▶ **WHAT YOU NEED TO DO**
Lines from the top of the entries down to the line with "with no rows" must be set down exactly as they stand, with both ends retained.
BEGIN MATERIAL PROVIDED
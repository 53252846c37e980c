use serde::Serialize;

use super::error::{Error, Result};
use super::model::Dataset;

/// Summary scalars for one numeric column of a view.
#[derive(Debug, Clone, PartialEq, Serialize)]
pub struct MetricSet {
    pub column: String,
    /// Number of non-null values the other fields were computed over.
    pub count: usize,
    pub sum: f64,
    pub max: f64,
    pub min: f64,
    /// `max - min`.
    pub range: f64,
}

/// Count, sum, max, min and spread of `column` over `view`, ignoring nulls.
///
/// Sum, max and min have no meaning without values, so a view with no rows
/// (or only nulls in `column`) is reported as [`Error::EmptyView`] rather
/// than with made-up zeros. Use [`count_non_null`] when only the count is
/// needed; it is simply 0 for an empty view.
pub fn compute_metrics(view: &Dataset, column: &str) -> Result<MetricSet> {
    let idx = view.numeric_column_index(column)?;

    let mut values = view.records().iter().filter_map(|r| r.get(idx).as_f64());
    let first = values
        .next()
        .ok_or_else(|| Error::EmptyView(column.to_string()))?;

    let (count, sum, min, max) = values.fold((1usize, first, first, first), |(n, s, lo, hi), v| {
        (n + 1, s + v, lo.min(v), hi.max(v))
    });

    Ok(MetricSet {
        column: column.to_string(),
        count,
        sum,
        max,
        min,
        range: max - min,
    })
}

/// Number of rows with a value in `column`, of any type.
pub fn count_non_null(view: &Dataset, column: &str) -> Result<usize> {
    Ok(view.values(column)?.filter(|v| !v.is_null()).count())
}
END MATERIAL PROVIDED
▶ **ANSWER BELOW**
repository 53252846c37e980c
use serde::Serialize;

use super::error::{Error, Result};
use super::model::Dataset;

/// Summary scalars for one numeric column of a view.
#[derive(Debug, Clone, PartialEq, Serialize)]
pub struct MetricSet {
    pub column: String,
    /// Number of non-null values the other fields were computed over.
    pub count: usize,
    pub sum: f64,
    pub max: f64,
    pub min: f64,
    /// `max - min`.
    pub range: f64,
}

/// Count, sum, max, min and spread of `column` over `view`, ignoring nulls.
///
/// Sum, max and min have no meaning without values, so a view with no rows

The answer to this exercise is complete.